Start of Dataset

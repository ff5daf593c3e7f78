use std::borrow::Cow;
use std::fmt::{Formatter, Result as FmtResult};
use std::mem::take;
use std::sync::Arc;

use parking_lot::Mutex;
use tracing::trace;

use crate::value::{render, render_list, Value};
use crate::MatcherError;

use super::{first_error, to_matchers, Matcher, SharedMatcher};

/// Matches if every matcher matches. Evaluation stops at the first failure.
pub fn all(matchers: Vec<Value>) -> Aggregate {
    let count = matchers.len();
    let title = format!("All({})", render_list(&matchers));

    Aggregate::new(title, matchers, Quantity::all(count))
}

/// Matches if at least one matcher matches.
pub fn any_of(matchers: Vec<Value>) -> Aggregate {
    let title = format!("AnyOf({})", render_list(&matchers));

    Aggregate::new(title, matchers, Quantity::new(1, None))
}

/// Matches if exactly one matcher matches.
pub fn one_of(matchers: Vec<Value>) -> Aggregate {
    let title = format!("OneOf({})", render_list(&matchers));

    Aggregate::new(title, matchers, Quantity::new(1, Some(1)))
}

/// Matches if at least `n` matchers match.
///
/// # Errors
/// Returns an error if `n` is less than 1.
pub fn at_least_of(n: usize, matchers: Vec<Value>) -> Result<Aggregate, MatcherError> {
    let list = render_list(&matchers);

    if n < 1 {
        return Err(MatcherError::invalid_arguments(
            "AtLeastOf",
            "n can't be less than 1",
            format!("[{n} {list}]"),
        ));
    }

    let title = format!("AtLeastOf({n}, {list})");

    Ok(Aggregate::new(title, matchers, Quantity::new(n, None)))
}

/// Matches if at most `n` matchers match.
pub fn at_most_of(n: usize, matchers: Vec<Value>) -> Aggregate {
    let title = format!("AtMostOf({n}, {})", render_list(&matchers));

    Aggregate::new(title, matchers, Quantity::new(0, Some(n)))
}

/// Matches if at least `min` and at most `max` matchers match.
///
/// # Errors
/// Returns an error if `min` is less than 1 or greater than `max`.
pub fn between_of(min: usize, max: usize, matchers: Vec<Value>) -> Result<Aggregate, MatcherError> {
    let list = render_list(&matchers);

    let reason = if min < 1 {
        Some("min can't be less than 1")
    } else if min > max {
        Some("min can't be more than max")
    } else {
        None
    };

    if let Some(reason) = reason {
        return Err(MatcherError::invalid_arguments(
            "BetweenOf",
            reason,
            format!("[{min} {max} {list}]"),
        ));
    }

    let title = format!("BetweenOf({min}, {max}, {list})");

    Ok(Aggregate::new(title, matchers, Quantity::new(min, Some(max))))
}

/// Aggregates that can be turned into a consuming matcher.
pub trait Stateful: Matcher {
    type Consumable: Matcher;

    /// Create a matcher that removes every candidate once it matched, so
    /// each candidate is satisfied at most once across repeated checks.
    ///
    /// The returned matcher must not be used concurrently.
    fn stateful(&self) -> Self::Consumable;
}

impl<M: Stateful> Stateful for Result<M, MatcherError> {
    type Consumable = Result<M::Consumable, MatcherError>;

    fn stateful(&self) -> Self::Consumable {
        self.as_ref().map(Stateful::stateful).map_err(Clone::clone)
    }
}

/// Required number of matching candidates.
#[derive(Clone, Copy, Debug)]
struct Quantity {
    min: usize,
    max: Option<usize>,
    all: bool,
}

impl Quantity {
    fn new(min: usize, max: Option<usize>) -> Self {
        Self {
            min,
            max,
            all: false,
        }
    }

    fn all(count: usize) -> Self {
        Self {
            min: count,
            max: Some(count),
            all: true,
        }
    }

    fn accepts(&self, count: usize) -> bool {
        let below_max = match self.max {
            Some(max) => count <= max,
            None => true,
        };

        count >= self.min && below_max
    }
}

/// Quantified combination of matchers, created by [`all`], [`any_of`],
/// [`one_of`], [`at_least_of`], [`at_most_of`] and [`between_of`].
#[must_use]
#[derive(Clone, Debug)]
pub struct Aggregate {
    title: Arc<str>,
    quantity: Quantity,
    candidates: Vec<SharedMatcher>,
}

impl Aggregate {
    fn new(title: String, matchers: Vec<Value>, quantity: Quantity) -> Self {
        Self {
            title: title.into(),
            quantity,
            candidates: to_matchers(matchers),
        }
    }
}

impl Matcher for Aggregate {
    fn matches(&self, actual: &Value) -> (bool, String) {
        let mut candidates = Cow::Borrowed(self.candidates.as_slice());

        evaluate(&self.title, self.quantity, &mut candidates, false, actual)
    }

    fn fmt(&self, f: &mut Formatter<'_>) -> FmtResult {
        f.write_str(&self.title)
    }
}

impl Stateful for Aggregate {
    type Consumable = Consumable;

    fn stateful(&self) -> Consumable {
        Consumable {
            title: self.title.clone(),
            quantity: self.quantity,
            remaining: Arc::new(Mutex::new(self.candidates.clone())),
        }
    }
}

/// Consuming variant of [`Aggregate`], created by [`Stateful::stateful`].
///
/// Clones share the remaining candidates.
#[must_use]
#[derive(Clone, Debug)]
pub struct Consumable {
    title: Arc<str>,
    quantity: Quantity,
    remaining: Arc<Mutex<Vec<SharedMatcher>>>,
}

impl Consumable {
    /// Number of candidates that did not match yet.
    #[must_use]
    pub fn remaining(&self) -> usize {
        self.remaining.lock().len()
    }
}

impl Matcher for Consumable {
    fn matches(&self, actual: &Value) -> (bool, String) {
        let mut remaining = self.remaining.lock();
        let mut candidates = Cow::Owned(take(&mut *remaining));

        let result = evaluate(&self.title, self.quantity, &mut candidates, true, actual);
        *remaining = candidates.into_owned();

        result
    }

    fn fmt(&self, f: &mut Formatter<'_>) -> FmtResult {
        f.write_str(&self.title)
    }
}

impl_reflect!(Aggregate, Consumable);

fn evaluate(
    title: &str,
    quantity: Quantity,
    candidates: &mut Cow<'_, [SharedMatcher]>,
    consume: bool,
    actual: &Value,
) -> (bool, String) {
    if let Some(err) = first_error(candidates.iter()) {
        return (false, format!("{title}: invalid matcher: {err}"));
    }

    let mut count = 0;
    let mut index = 0;

    while index < candidates.len() {
        let (ok, desc) = candidates[index].matches(actual);

        trace!(aggregate = title, index, ok, "Candidate checked");

        if !ok {
            if quantity.all {
                let failed = if candidates.len().saturating_sub(count) > 1 {
                    format!("at least one (index {index}) failed")
                } else {
                    format!("got {}", count_word(count))
                };

                return (false, format!("{title}: {failed}: {desc}"));
            }

            index += 1;

            continue;
        }

        if consume {
            candidates.to_mut().remove(index);

            trace!(aggregate = title, index, "Candidate consumed");
        } else {
            index += 1;
        }

        count += 1;
        if quantity.max.is_none() && count == quantity.min {
            return (true, String::new());
        }
    }

    if quantity.accepts(count) {
        (true, String::new())
    } else {
        (
            false,
            format!("{title}: got {}: {}", count_word(count), render(actual)),
        )
    }
}

fn count_word(count: usize) -> Cow<'static, str> {
    const WORDS: [&str; 13] = [
        "none", "one", "two", "three", "four", "five", "six", "seven", "eight", "nine", "ten",
        "eleven", "twelve",
    ];

    match WORDS.get(count) {
        Some(word) => Cow::Borrowed(word),
        None => Cow::Owned(count.to_string()),
    }
}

End of Dataset

» **Your objective**
An exact repetition of all the entries is required.

» **Answer area**
repository ff5daf593c3e7f78
use std::borrow::Cow;
use std::fmt::{Formatter, Result as FmtResult};
use std::mem::take;
use std::sync::Arc;

use parking_lot::Mutex;
use tracing::trace;

use crate::value::{render, render_list, Value};
use crate::MatcherError;

use super::{first_error, to_matchers, Matcher, SharedMatcher};

/// Matches if every matcher matches. Evaluation stops at the first failure.
pub fn all(matchers: Vec<Value>) -> Aggregate {
    let count = matchers.len();
    let title = format!("All({})", render_list(&matchers));

    Aggregate::new(title, matchers, Quantity::all(count))
}

/// Matches if at least one matcher matches.
pub fn any_of(matchers: Vec<Value>) -> Aggregate {
    let title = format!("AnyOf({})", render_list(&matchers));

    Aggregate::new(title, matchers, Quantity::new(1, None))
}

/// Matches if exactly one matcher matches.
pub fn one_of(matchers: Vec<Value>) -> Aggregate {
    let title = format!("OneOf({})", render_list(&matchers));

    Aggregate::new(title, matchers, Quantity::new(1, Some(1)))
}

/// Matches if at least `n` matchers match.
///
/// # Errors
/// Returns an error if `n` is less than 1.
pub fn at_least_of(n: usize, matchers: Vec<Value>) -> Result<Aggregate, MatcherError> {
    let list = render_list(&matchers);

    if n < 1 {
        return Err(MatcherError::invalid_arguments(
            "AtLeastOf",
            "n can't be less than 1",
            format!("[{n} {list}]"),
        ));
    }

    let title = format!("AtLeastOf({n}, {list})");

    Ok(Aggregate::new(title, matchers, Quantity::new(n, None)))
}

/// Matches if at most `n` matchers match.
pub fn at_most_of(n: usize, matchers: Vec<Value>) -> Aggregate {
    let title = format!("AtMostOf({n}, {})", render_list(&matchers));

    Aggregate::new(title, matchers, Quantity::new(0, Some(n)))
}

/// Matches if at least `min` and at most `max` matchers match.
///
/// # Errors
/// Returns an error if `min` is less than 1 or greater than `max`.
pub fn between_of(min: usize, max: usize, matchers: Vec<Value>) -> Result<Aggregate, MatcherError> {
    let list = render_list(&matchers);

    let reason = if min < 1 {
        Some("min can't be less than 1")
    } else if min > max {
        Some("min can't be more than max")
    } else {
        None
    };

    if let Some(reason) = reason {
        return Err(MatcherError::invalid_arguments(
            "BetweenOf",
            reason,
            format!("[{min} {max} {list}]"),
        ));
    }

    let title = format!("BetweenOf({min}, {max}, {list})");

    Ok(Aggregate::new(title, matchers, Quantity::new(min, Some(max))))
}

/// Aggregates that can be turned into a consuming matcher.
pub trait Stateful: Matcher {
    type Consumable: Matcher;

    /// Create a matcher that removes every candidate once it matched, so
    /// each candidate is satisfied at most once across repeated checks.
    ///
    /// The returned matcher must not be used concurrently.
    fn stateful(&self) -> Self::Consumable;
}

impl<M: Stateful> Stateful for Result<M, MatcherError> {
    type Consumable = Result<M::Consumable, MatcherError>;

    fn stateful(&self) -> Self::Consumable {
        self.as_ref().map(Stateful::stateful).map_err(Clone::clone)
    }
}

/// Required number of matching candidates.
#[derive(Clone, Copy, Debug)]
struct Quantity {
    min: usize,
    max: Option<usize>,
    all: bool,
}

impl Quantity {
    fn new(min: usize, max: Option<usize>) -> Self {
        Self {
            min,
            max,
            all: false,
        }
    }

    fn all(count: usize) -> Self {
        Self {
            min: count,
            max: Some(count),
            all: true,
        }
    }

    fn accepts(&self, count: usize) -> bool {
        let below_max = match self.max {
            Some(max) => count <= max,
            None => true,
        };

        count >= self.min && below_max
    }
}

/// Quantified combination of matchers, created by [`all`], [`any_of`],
/// [`one_of`], [`at_least_of`], [`at_most_of`] and [`between_of`].
#[must_use]
#[derive(Clone, Debug)]
pub struct Aggregate {
    title: Arc<str>,
    quantity: Quantity,
    candidates: Vec<SharedMatcher>,
}

impl Aggregate {
    fn new(title: String, matchers: Vec<Value>, quantity: Quantity) -> Self {
        Self {
            title: title.into(),
            quantity,
            candidates: to_matchers(matchers),
        }
    }
}

impl Matcher for Aggregate {
    fn matches(&self, actual: &Value) -> (bool, String) {
        let mut candidates = Cow::Borrowed(self.candidates.as_slice());

        evaluate(&self.title, self.quantity, &mut candidates, false, actual)
    }

    fn fmt(&self, f: &mut Formatter<'_>) -> FmtResult {
        f.write_str(&self.title)
    }
}

impl Stateful for Aggregate {
    type Consumable = Consumable;

    fn stateful(&self) -> Consumable {
        Consumable {
            title: self.title.clone(),
            quantity: self.quantity,
            remaining: Arc::new(Mutex::new(self.candidates.clone())),
        }
    }
}

/// Consuming variant of [`Aggregate`], created by [`Stateful::stateful`].
///
/// Clones share the remaining candidates.
#[must_use]
#[derive(Clone, Debug)]
pub struct Consumable {
    title: Arc<str>,
    quantity: Quantity,
    remaining: Arc<Mutex<Vec<SharedMatcher>>>,
}

impl Consumable {
    /// Number of candidates that did not match yet.
    #[must_use]
    pub fn remaining(&self) -> usize {
        self.remaining.lock().len()
    }
}

impl Matcher for Consumable {
    fn matches(&self, actual: &Value) -> (bool, String) {
        let mut remaining = self.remaining.lock();
        let mut candidates = Cow::Owned(take(&mut *remaining));

        let result = evaluate(&self.title, self.quantity, &mut candidates, true, actual);
        *remaining = candidates.into_owned();

        result
    }

    fn fmt(&self, f: &mut Formatter<'_>) -> FmtResult {
        f.write_str(&self.title)
    }
}

impl_reflect!(Aggregate, Consumable);

fn evaluate(
    title: &str,
    quantity: Quantity,
    candidates: &mut Cow<'_, [SharedMatcher]>,
    consume: bool,
    actual: &Value,
) -> (bool, String) {
    if let Some(err) = first_error(candidates.iter()) {
        return (false, format!("{title}: invalid matcher: {err}"));
    }

    let mut count = 0;
    let mut index = 0;

    while index < candidates.len() {
        let (ok, desc) = candidates[index].matches(actual);

        trace!(aggregate = title, index, ok, "Candidate checked");

        if !ok {
            if quantity.all {
                let failed = if candidates.len().saturating_sub(count) > 1 {
                    format!("at least one (index {index}) failed")
                } else {
                    format!("got {}", count_word(count))
                };

                return (false, format!("{title}: {failed}: {desc}"));
            }

            index += 1;

            continue;
        }

        if consume {
            candidates.to_mut().remove(index);

            trace!(aggregate = title, index, "Candidate consumed");
        } else {
            index += 1;
        }

        count += 1;
        if quantity.max.is_none() && count == quantity.min {
            return (true, String::new());
        }
    }

    if quantity.accepts(count) {
        (true, String::new())
    } else {
        (
            false,
            format!("{title}: got {}: {}", count_word(count), render(actual)),
        )
    }
}

fn count_word(count: usize) -> Cow<'static, str> {
    const WORDS: [&str; 13] = [
        "none", "one", "two", "three", "four", "five", "six", "seven", "eight", "nine", "ten",
        "eleven", "twelve",
    ];

    match WORDS.get(count) {
        Some(word) => Cow::Borrowed(word),
        None => Cow::Owned(count.to_string()),
    }
}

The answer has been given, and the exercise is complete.